Multi-granularity Cross-Domain Temporal Regression Network for Remaining Useful Life Estimation of Aero Engines

Remaining useful life (RUL) prediction is a crucial task for predictive maintenance of industrial equipment. Benefiting from advanced sensing and artificial intelligence technologies, data-driven RUL prediction methods based on multimodal data analytics achieved rapid development in recent years. However, traditional RUL prediction methods often fail to meet the demand and challenge of data distribution discrepancy under different working conditions. To solve this issue, a novel aero-engine RUL estimation approach is proposed based on multi-sensor fusion and deep transfer learning. First, a multi-granularity cross-domain temporal regression (MCDTR) network is constructed to learn effective degradation information via fusing a coarse-grained learn strategy executed on the source domain and a fine-grained update strategy applied to the target domain.

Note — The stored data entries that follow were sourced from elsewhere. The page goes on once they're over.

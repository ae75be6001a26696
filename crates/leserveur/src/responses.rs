//! API response types

use serde::{Deserialize, Serialize};

use lequota::QuotaSnapshot;
use leseance::SessionRecord;

/// Body of a successful `POST /sessions`
#[derive(Debug, Clone, Serialize, Deserialize)]
pub struct SubmitResponse {
    /// Identifier of the admitted session
    pub session_id: String,

    /// Always `"queued"` at admission
    pub status: String,
}

/// Body of `GET /sessions`
#[derive(Debug, Clone, Serialize)]
pub struct SessionListResponse {
    /// The caller's sessions, newest first
    pub sessions: Vec<SessionRecord>,

    /// Number of sessions returned
    pub total: usize,
}

/// Body of `GET /sessions/{id}/logs`
#[derive(Debug, Clone, Serialize, Deserialize)]
pub struct LogsResponse {
    /// Session the lines describe
    pub session_id: String,

    /// Step history rendered as display lines
    pub lines: Vec<String>,
}

/// Body of `POST /sessions/{id}/cancel`
#[derive(Debug, Clone, Serialize, Deserialize)]
pub struct CancelResponse {
    /// Session the cancellation targeted
    pub session_id: String,

    /// Whether a live session was marked for cancellation
    pub cancelled: bool,
}

/// Body of `GET /quota`
#[derive(Debug, Clone, Serialize)]
pub struct QuotaResponse {
    /// The caller
    pub user_id: String,

    /// Standing per gated capability
    pub capabilities: Vec<QuotaSnapshot>,
}

/// Body of a successful `POST /uploads`
#[derive(Debug, Clone, Serialize, Deserialize)]
pub struct UploadResponse {
    /// URI the stored object is served from
    pub uri: String,
}
#![warn(missing_docs)]

//! leserveur - HTTP/WebSocket Surface
//!
//! *Le Serveur* (The Server) - Axum-based request/response and live
//! streaming surface for the LeMentor session orchestration engine.

/// Bearer-token identity verification.
pub mod auth;
/// Server configuration from environment variables.
pub mod config;
/// API error types.
pub mod error;
/// HTTP handlers for REST endpoints.
pub mod handlers;
/// API response types.
pub mod responses;
/// Server instance management.
pub mod server;
/// Live event streaming over WebSocket.
pub mod websocket;

pub use auth::{AuthError, IdentityVerifier, StaticTokenVerifier};
pub use config::ServeurConfig;
pub use error::{ApiError, ApiResult};
pub use server::LeMentorServer;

With such a multi-granularity transfer strategy, this network can exploit robust temporal features for accurate RUL prediction. In addition, the uncertainty quantification of predictive results based on the bootstrap method is also examined to improve the reliability and stability of RUL prediction for industrial aero engines. Related comparative experiments on the N-CMAPSS 2021 Challenge Dataset suggest the effectiveness and robustness of the proposed approach, which provides a valuable reference for prognostics and health management in industrial applications.